- [PROBLEM TO SOLVE] The required output is the lines below from the line containing "let mut params" to the line containing "params.alias = it.next().map(|s|", inclusive, retyped exactly. No other lines belong in it.

Dataset entries:

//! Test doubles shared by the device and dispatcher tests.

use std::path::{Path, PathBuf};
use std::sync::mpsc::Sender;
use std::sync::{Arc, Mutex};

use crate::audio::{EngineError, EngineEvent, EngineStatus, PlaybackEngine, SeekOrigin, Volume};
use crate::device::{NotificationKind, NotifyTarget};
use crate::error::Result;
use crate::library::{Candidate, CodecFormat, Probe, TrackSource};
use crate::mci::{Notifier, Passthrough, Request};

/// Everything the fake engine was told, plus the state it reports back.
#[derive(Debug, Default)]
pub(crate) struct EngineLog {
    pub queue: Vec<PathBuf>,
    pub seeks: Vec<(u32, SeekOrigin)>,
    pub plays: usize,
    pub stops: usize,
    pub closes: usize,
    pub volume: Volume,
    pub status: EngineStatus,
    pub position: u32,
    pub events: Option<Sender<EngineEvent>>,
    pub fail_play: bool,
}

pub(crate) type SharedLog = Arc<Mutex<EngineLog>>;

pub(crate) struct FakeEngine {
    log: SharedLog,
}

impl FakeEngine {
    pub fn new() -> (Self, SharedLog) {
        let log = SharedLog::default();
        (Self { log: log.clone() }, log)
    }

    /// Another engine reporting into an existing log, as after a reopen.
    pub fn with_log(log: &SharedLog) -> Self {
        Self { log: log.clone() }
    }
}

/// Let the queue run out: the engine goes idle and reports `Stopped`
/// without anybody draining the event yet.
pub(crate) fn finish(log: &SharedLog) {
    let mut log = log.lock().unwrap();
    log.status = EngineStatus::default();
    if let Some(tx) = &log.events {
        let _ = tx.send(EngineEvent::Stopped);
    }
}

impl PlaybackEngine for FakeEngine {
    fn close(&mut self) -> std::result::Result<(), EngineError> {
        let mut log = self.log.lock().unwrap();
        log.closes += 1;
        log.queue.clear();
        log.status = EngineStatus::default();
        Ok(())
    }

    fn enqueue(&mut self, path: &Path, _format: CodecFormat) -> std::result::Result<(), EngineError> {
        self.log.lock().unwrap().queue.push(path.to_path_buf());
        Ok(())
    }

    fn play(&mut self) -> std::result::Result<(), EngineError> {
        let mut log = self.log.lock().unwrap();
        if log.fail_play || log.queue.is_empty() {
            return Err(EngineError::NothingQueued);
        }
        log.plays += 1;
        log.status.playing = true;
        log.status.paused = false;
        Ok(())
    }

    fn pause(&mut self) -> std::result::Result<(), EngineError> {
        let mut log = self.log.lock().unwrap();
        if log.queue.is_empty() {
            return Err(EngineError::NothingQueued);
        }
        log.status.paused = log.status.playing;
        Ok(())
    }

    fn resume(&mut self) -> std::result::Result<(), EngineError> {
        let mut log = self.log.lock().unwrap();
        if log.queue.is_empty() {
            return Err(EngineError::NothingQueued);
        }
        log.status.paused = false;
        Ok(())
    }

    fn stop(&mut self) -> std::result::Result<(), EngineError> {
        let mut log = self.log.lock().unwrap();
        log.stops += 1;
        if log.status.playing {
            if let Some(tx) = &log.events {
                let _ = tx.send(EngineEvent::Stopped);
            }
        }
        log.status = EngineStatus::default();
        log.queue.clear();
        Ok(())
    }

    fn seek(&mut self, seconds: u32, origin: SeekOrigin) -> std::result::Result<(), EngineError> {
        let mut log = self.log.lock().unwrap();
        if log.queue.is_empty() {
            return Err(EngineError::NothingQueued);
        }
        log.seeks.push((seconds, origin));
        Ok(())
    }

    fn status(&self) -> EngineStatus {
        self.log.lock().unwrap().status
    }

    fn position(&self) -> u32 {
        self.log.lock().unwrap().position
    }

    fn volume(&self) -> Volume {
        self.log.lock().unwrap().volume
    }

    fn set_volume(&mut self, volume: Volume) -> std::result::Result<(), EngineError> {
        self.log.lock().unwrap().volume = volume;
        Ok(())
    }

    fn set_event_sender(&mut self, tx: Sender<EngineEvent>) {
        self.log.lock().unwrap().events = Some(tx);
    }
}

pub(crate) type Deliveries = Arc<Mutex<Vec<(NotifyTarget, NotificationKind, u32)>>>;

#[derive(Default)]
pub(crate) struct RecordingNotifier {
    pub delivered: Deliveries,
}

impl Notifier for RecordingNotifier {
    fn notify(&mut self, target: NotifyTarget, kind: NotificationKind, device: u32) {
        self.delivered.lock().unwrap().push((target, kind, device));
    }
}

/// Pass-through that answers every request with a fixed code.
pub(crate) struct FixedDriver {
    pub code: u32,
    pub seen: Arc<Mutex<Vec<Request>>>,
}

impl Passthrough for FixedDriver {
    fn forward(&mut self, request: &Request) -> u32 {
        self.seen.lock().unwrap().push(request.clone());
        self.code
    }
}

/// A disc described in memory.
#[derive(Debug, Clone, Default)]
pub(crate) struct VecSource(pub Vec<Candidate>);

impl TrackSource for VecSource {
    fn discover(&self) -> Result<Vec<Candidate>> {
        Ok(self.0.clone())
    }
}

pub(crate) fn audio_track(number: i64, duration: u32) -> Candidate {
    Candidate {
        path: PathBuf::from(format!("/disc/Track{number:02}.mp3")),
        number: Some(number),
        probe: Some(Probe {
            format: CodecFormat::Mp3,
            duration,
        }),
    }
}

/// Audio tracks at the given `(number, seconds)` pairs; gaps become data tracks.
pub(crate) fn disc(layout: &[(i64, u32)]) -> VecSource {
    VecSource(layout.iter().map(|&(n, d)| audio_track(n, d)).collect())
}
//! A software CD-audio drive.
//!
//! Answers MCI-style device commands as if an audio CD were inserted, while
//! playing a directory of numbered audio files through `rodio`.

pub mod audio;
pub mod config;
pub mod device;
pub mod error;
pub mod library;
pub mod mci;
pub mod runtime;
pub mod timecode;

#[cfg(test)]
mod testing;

--

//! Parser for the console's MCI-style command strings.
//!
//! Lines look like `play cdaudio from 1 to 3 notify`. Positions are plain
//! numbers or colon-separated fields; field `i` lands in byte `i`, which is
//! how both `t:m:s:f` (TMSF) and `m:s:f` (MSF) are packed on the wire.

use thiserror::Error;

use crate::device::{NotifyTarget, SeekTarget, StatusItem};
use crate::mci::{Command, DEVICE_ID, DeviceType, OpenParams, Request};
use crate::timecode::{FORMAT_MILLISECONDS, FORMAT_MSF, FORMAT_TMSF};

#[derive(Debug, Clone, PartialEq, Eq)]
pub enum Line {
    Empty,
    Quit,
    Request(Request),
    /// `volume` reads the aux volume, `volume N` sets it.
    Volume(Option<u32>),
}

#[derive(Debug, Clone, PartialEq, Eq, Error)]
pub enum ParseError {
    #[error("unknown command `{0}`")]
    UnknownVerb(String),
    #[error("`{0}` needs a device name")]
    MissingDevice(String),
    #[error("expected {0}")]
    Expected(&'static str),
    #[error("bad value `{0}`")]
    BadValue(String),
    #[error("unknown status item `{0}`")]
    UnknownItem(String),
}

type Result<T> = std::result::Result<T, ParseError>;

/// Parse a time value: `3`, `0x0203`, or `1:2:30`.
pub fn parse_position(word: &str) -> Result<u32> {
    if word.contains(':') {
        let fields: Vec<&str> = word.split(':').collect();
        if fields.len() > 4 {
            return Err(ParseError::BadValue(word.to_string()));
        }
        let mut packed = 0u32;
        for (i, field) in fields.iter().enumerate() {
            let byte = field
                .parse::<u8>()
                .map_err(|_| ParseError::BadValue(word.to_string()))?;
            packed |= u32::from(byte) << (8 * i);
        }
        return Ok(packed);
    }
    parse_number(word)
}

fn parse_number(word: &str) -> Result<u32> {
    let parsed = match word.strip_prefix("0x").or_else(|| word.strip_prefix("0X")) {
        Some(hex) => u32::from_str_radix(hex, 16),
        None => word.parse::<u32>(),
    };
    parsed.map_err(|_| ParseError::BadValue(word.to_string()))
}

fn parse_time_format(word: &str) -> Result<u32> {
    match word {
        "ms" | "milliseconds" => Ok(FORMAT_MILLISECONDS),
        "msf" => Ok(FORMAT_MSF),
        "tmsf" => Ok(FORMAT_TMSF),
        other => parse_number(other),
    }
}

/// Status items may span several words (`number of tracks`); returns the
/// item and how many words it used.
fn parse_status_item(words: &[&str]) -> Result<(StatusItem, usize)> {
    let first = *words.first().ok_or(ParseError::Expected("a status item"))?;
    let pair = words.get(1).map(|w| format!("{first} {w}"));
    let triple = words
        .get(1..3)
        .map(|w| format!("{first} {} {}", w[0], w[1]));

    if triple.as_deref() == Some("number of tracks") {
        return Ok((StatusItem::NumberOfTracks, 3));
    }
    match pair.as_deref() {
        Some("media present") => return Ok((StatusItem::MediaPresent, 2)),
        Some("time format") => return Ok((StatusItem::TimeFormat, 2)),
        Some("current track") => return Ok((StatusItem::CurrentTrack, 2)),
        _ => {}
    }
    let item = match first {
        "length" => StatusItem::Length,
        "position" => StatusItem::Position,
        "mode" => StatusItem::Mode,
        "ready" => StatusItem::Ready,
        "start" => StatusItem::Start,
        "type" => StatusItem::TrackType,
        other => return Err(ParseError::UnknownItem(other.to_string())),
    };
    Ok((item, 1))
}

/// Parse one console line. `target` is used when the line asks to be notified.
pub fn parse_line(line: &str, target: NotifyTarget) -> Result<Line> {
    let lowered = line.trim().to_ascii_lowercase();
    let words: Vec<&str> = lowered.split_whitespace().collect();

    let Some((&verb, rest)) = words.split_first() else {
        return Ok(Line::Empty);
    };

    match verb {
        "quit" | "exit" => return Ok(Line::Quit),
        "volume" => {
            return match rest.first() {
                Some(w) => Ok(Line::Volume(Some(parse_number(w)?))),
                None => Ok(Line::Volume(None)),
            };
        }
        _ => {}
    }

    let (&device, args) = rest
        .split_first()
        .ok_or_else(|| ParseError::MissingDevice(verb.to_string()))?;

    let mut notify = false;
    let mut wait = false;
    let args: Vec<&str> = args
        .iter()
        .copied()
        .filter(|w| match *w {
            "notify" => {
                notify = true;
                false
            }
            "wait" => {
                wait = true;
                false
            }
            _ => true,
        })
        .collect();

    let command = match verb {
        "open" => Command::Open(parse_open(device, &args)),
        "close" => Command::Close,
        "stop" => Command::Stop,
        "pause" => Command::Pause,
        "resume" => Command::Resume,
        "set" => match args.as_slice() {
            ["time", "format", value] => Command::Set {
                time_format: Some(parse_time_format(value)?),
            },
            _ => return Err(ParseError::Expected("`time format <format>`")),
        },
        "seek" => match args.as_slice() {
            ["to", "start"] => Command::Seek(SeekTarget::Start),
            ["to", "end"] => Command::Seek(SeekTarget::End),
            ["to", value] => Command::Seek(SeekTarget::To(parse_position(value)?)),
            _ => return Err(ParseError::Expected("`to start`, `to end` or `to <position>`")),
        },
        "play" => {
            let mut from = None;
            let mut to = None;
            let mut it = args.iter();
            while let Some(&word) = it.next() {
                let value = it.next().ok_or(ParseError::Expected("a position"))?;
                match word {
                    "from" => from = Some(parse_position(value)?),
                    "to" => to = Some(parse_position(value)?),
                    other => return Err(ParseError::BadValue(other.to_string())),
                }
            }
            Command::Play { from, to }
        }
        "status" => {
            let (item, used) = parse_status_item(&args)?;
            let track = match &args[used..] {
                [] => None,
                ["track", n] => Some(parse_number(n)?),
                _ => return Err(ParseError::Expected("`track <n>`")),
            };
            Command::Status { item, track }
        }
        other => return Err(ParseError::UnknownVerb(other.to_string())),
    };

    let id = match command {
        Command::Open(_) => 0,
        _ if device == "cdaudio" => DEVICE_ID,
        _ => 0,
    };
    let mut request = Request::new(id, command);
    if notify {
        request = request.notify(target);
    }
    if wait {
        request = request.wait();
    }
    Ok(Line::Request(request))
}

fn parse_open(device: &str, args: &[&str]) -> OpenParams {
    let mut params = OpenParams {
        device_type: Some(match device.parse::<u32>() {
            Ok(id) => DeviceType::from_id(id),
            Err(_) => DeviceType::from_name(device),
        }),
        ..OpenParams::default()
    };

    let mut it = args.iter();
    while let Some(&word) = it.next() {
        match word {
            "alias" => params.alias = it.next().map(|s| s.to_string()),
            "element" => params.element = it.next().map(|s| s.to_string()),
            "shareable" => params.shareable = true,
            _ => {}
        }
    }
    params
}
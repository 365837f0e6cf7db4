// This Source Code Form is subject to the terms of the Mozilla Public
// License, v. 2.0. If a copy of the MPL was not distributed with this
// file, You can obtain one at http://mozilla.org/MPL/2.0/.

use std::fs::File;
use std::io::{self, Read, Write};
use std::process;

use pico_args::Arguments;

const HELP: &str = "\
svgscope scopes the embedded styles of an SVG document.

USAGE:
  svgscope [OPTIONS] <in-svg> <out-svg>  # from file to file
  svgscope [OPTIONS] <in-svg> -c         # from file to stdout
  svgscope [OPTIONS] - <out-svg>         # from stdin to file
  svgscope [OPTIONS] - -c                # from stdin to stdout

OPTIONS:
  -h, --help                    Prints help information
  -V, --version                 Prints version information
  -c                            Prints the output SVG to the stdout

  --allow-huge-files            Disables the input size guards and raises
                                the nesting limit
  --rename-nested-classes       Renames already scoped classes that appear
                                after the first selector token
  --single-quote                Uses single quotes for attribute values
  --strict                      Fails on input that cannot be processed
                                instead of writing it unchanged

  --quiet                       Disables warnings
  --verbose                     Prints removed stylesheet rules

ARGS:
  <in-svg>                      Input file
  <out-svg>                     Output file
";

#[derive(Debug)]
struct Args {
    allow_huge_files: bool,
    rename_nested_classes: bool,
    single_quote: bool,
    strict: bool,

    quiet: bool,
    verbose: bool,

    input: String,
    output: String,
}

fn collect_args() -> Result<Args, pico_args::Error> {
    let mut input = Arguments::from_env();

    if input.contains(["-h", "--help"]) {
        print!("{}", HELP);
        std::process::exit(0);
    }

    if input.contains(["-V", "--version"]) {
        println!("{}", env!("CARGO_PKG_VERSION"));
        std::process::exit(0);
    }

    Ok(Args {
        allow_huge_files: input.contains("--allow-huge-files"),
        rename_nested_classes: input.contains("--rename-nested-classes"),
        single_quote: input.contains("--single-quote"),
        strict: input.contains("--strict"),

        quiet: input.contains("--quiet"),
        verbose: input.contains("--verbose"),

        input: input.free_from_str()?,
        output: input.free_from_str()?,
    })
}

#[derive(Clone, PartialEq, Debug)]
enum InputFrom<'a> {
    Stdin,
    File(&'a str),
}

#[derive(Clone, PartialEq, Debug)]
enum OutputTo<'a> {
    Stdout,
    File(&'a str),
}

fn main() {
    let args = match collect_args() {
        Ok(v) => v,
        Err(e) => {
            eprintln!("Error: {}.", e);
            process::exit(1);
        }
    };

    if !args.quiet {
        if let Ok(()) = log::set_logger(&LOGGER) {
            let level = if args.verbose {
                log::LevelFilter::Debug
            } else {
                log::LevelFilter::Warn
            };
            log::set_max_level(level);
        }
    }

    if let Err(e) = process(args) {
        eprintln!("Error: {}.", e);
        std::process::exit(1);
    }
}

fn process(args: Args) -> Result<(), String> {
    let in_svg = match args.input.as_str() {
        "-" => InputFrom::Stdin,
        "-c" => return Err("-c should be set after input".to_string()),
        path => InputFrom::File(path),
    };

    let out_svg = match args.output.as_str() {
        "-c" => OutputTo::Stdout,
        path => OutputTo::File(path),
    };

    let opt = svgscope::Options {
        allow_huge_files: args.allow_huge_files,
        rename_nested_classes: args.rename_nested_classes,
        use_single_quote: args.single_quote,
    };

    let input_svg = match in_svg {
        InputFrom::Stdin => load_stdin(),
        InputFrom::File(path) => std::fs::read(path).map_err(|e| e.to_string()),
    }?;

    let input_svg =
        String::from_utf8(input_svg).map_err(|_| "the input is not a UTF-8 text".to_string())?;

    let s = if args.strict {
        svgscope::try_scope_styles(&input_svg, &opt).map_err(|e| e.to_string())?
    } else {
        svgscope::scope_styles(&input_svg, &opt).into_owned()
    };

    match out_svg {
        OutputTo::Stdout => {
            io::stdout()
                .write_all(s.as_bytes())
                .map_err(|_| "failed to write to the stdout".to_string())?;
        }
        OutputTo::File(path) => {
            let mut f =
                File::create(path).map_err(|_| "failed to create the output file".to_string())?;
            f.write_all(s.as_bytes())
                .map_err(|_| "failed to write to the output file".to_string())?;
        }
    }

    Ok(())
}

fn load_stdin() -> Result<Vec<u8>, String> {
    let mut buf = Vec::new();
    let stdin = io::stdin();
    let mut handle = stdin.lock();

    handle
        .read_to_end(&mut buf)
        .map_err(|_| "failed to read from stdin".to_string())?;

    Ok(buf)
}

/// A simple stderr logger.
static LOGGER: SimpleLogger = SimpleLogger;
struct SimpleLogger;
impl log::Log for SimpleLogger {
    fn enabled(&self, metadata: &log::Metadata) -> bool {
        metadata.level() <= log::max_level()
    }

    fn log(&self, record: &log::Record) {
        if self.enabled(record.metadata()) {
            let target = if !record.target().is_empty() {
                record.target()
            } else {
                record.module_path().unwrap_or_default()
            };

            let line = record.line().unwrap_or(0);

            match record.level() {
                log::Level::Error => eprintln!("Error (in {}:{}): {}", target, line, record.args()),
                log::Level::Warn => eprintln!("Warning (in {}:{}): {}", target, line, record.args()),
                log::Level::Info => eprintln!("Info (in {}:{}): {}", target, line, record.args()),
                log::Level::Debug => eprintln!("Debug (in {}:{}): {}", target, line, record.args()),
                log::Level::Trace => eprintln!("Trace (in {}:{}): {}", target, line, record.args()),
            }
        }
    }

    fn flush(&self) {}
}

- [ANSWER BOX]
    let mut params = OpenParams {
        device_type: Some(match device.parse::<u32>() {
            Ok(id) => DeviceType::from_id(id),
            Err(_) => DeviceType::from_name(device),
        }),
        ..OpenParams::default()
    };

    let mut it = args.iter();
    while let Some(&word) = it.next() {
        match word {
            "alias" => params.alias = it.next().map(|s| s.to_string()),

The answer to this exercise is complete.